Every data type has alignment requirements mandated by the processor architecture. A processor will be able to efficiently process data if the processing word size matches processor's data bus size. For example, on a 32-bit machine, the processing word size is 4 bytes. Figure 3.1 illustrates how a correctly aligned integer value is stored in memory. The 4 bytes of the aligned integer A are stored as A0, A1, A2, and A3 in memory. As this integer is stored with correct alignment, the processor can fetch the complete word in a single 32-bit bus cycle.

Figure 3.1 Correctly Aligned Integer Values in Memory

The diagram illustrates how two correctly aligned integers A and B, written as [A0] [A1] [A2] [A3] and [B0] [B1] [B2] [B3] in memory where each integer has 4 bytes, can each be accessed in a single fetch operation.

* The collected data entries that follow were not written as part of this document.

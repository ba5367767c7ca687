//! Column names recognized in rule table headers.

use std::fmt;

/// Header written by the standard-rule generator, in column order.
pub const COLUMN_HEADINGS: [&str; 11] = [
    "type", "title", "fc1", "fcs1", "sql1", "fc2", "fcs2", "sql2", "severity", "notes", "specials",
];

/// A rule table column the normalizer knows how to interpret.
#[derive(Debug, Clone, Copy, PartialEq, Eq, Hash, PartialOrd, Ord)]
pub enum Column {
    CheckKind,
    Title,
    FeatureClassA,
    SubtypeA,
    SqlA,
    FeatureClassB,
    SubtypeB,
    SqlB,
    Severity,
    Notes,
    Specials,
}

impl Column {
    pub const ALL: [Column; 11] = [
        Column::CheckKind,
        Column::Title,
        Column::FeatureClassA,
        Column::SubtypeA,
        Column::SqlA,
        Column::FeatureClassB,
        Column::SubtypeB,
        Column::SqlB,
        Column::Severity,
        Column::Notes,
        Column::Specials,
    ];

    /// Accepted header names; the first one is canonical.
    pub fn names(&self) -> &'static [&'static str] {
        match self {
            Column::CheckKind => &["type", "ckind"],
            Column::Title => &["title", "name"],
            Column::FeatureClassA => &["fc1", "fcA"],
            Column::SubtypeA => &["fcs1", "subtype"],
            Column::SqlA => &["sql1", "sql"],
            Column::FeatureClassB => &["fc2", "fcB"],
            Column::SubtypeB => &["fcs2"],
            Column::SqlB => &["sql2"],
            Column::Severity => &["severity"],
            Column::Notes => &["notes"],
            Column::Specials => &["specials"],
        }
    }

    pub fn canonical(&self) -> &'static str {
        self.names()[0]
    }

    pub fn matches(&self, header: &str) -> bool {
        self.names().contains(&header)
    }

    /// Resolve a header cell to a column (exact, case-sensitive).
    pub fn from_header(header: &str) -> Option<Column> {
        Column::ALL.into_iter().find(|column| column.matches(header))
    }
}

impl fmt::Display for Column {
    fn fmt(&self, f: &mut fmt::Formatter<'_>) -> fmt::Result {
        write!(f, "{}", self.canonical())
    }
}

If the same processor now attempts to access an integer variable X at an unaligned address, it cannot perform the read in a single bus cycle. 3.2 illustrates an incorrectly aligned integer value stored in memory.

Figure 3.2 Incorrectly Aligned Integer Value in Memory

The diagram illustrates an integer X, composed of bytes X0, X1, X2, and X3 in memory but incorrectly offset so that its bytes are spread across two addresses as [?] [X0] [X1] [X2] and [X3] [?] [?] [?], where [?] are arbitrary data bytes that are not associated with X. This integer would require two fetch operations; one for bytes X0, X1, and X2 and one for X3.


The processor has to issue two fetch instructions to read the complete misaligned integer and so takes twice as long as for an aligned integer. In short, the addresses of memory chunks should be in multiples of their sizes. If an address satisfies this requirement, it is said to be properly aligned. The consequences of accessing data via an unaligned address can range from slower execution to program termination.